I attended about 2/3 of the recent Seasteading conference. There were plenty of interesting people there. But I became less optimistic that seasteading will be implemented within the next decade.
The most discouraging news was that floating breakwaters probably won’t work with using propulsion to control location. They might work if anchored (which needs shallow water that only provides a little usable area outside territorial waters), and should still work with seasteads that drift were the currents take them (only suitable for people comfortable with being isolated).
The medical tourism ship business idea had last year seemed the most promising stepping stone on the way to seasteading. This year’s talk by Na’ama Moran on that subject provided better talking points that might be used to interest investors, but had nothing resembling a business plan. A year ago there was some hope that moderate changes to SurgiCruise‘s business plan could turn it into something viable. The seasteaders who were involved in that gave up on working with SurgiCruise recently, and no progress appears to have been made yet on creating an alternative.
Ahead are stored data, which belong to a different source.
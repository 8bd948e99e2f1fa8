//! Monorepo merge: one [`ProjectScan`] per sub-package stitched into a single
//! [`AggregateInput`].
//!
//! File identities are prefixed with the sub-package directory, audit counts
//! are summed per package name, and the installed trees are combined under one
//! synthetic anchor node per sub-package.

use std::collections::{BTreeMap, BTreeSet};
use std::path::Path;

use serde_json::{json, Map, Value};
use tracing::info;

use crate::aggregate::{index_audit, record_error, AggregateInput, ProjectScan};
use crate::audit::VulnIndex;
use crate::graph::{manifest_as_tree, DependencyGraph, WORKSPACE_VERSION};
use crate::imports::ImportGraph;
use crate::manifest::{DeclaredSets, Manifest};
use crate::models::ProjectInfo;

#[derive(Debug)]
pub struct SubPackageScan {
    /// Sub-package directory relative to the workspace root, `/`-separated.
    pub key: String,
    pub scan: ProjectScan,
}

pub fn merge(
    root: &Path,
    root_manifest: &Manifest,
    subs: Vec<SubPackageScan>,
    mut errors: BTreeMap<String, String>,
) -> AggregateInput {
    info!(packages = subs.len(), "merging workspace sub-packages");

    let mut declared = DeclaredSets::from_manifest(root_manifest);
    let mut vulns = VulnIndex::unknown();
    let mut imports: Option<ImportGraph> = None;
    let mut usage: BTreeMap<String, BTreeSet<String>> = BTreeMap::new();
    let mut combined = Map::new();
    let mut insight_roots = Vec::new();

    for SubPackageScan { key, scan } in subs {
        for err in &scan.errors {
            record_error(&mut errors, err, Some(&key));
        }
        declared.add(&scan.manifest);
        insight_roots.push(scan.dir.clone());

        let index = index_audit(scan.audit.as_ref(), &mut errors, Some(&key));
        vulns.merge(&index);

        if let Some(graph) = scan.imports {
            imports
                .get_or_insert_with(ImportGraph::default)
                .merge(graph.prefixed(&key));
        }

        let tree = match scan.tree {
            Some(tree) => tree,
            None => manifest_as_tree(&scan.manifest),
        };
        let dependencies = tree.get("dependencies").cloned().unwrap_or_else(|| json!({}));

        let sub_graph = DependencyGraph::from_tree(&tree);
        let required = sub_graph
            .names()
            .into_iter()
            .chain(DeclaredSets::from_manifest(&scan.manifest).all_names());
        for name in required {
            usage.entry(name).or_default().insert(key.clone());
        }

        combined.insert(
            key.clone(),
            json!({
                "name": key,
                "version": WORKSPACE_VERSION,
                "dependencies": dependencies,
            }),
        );
    }
    insight_roots.push(root.to_path_buf());

    let tree = json!({
        "name": root_manifest.display_name(),
        "version": root_manifest.display_version(),
        "dependencies": Value::Object(combined),
    });

    AggregateInput {
        project: ProjectInfo {
            name: root_manifest.display_name().to_string(),
            version: root_manifest.display_version().to_string(),
            root: root.display().to_string(),
            workspace: true,
        },
        graph: DependencyGraph::from_workspace_tree(&tree),
        declared,
        vulns,
        imports,
        workspace_usage: usage,
        insight_roots,
        errors,
    }
}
I was also disappointed that she described no plans for dealing with the U.S. medical establishment’s ability to smear competitors. A company with no track record and weak regulation by, say, Panama can be made to sound dangerous to patients even if it provides care as good as U.S. hospitals. Could a medical cruise company hope to get accreditation early enough? There are large uncertainties about how much that costs and how soon it would be needed. I want a medical tourism company to prepare to demonstrate ways in which it provides higher quality care than U.S. hospitals (more on this in a later post).
Kevin Overman presented a vaguely promising idea for using RepRap and products from algae to build (print) structures at a cost that he hopes will be an order of magnitude less than with the materials currently envisioned to build a seastead. If he’s right, he should be able to make a nice profit building things on land before anyone is ready to build a seastead. The one drawback that I noticed is that it requires thicker structures (2X?) to get the same strength.
I also stopped by Ephemerisle for Saturday afternoon. It shows some promise as a competitor to Burning Man, but it’s unclear whether anything people learned there is related to skills needed to hold a festival in international waters. Possibly the design of the main platform can be adapted to the ocean without radical changes, but virtually all the other activity was done without any apparent regard for whether it could be repeated in the ocean.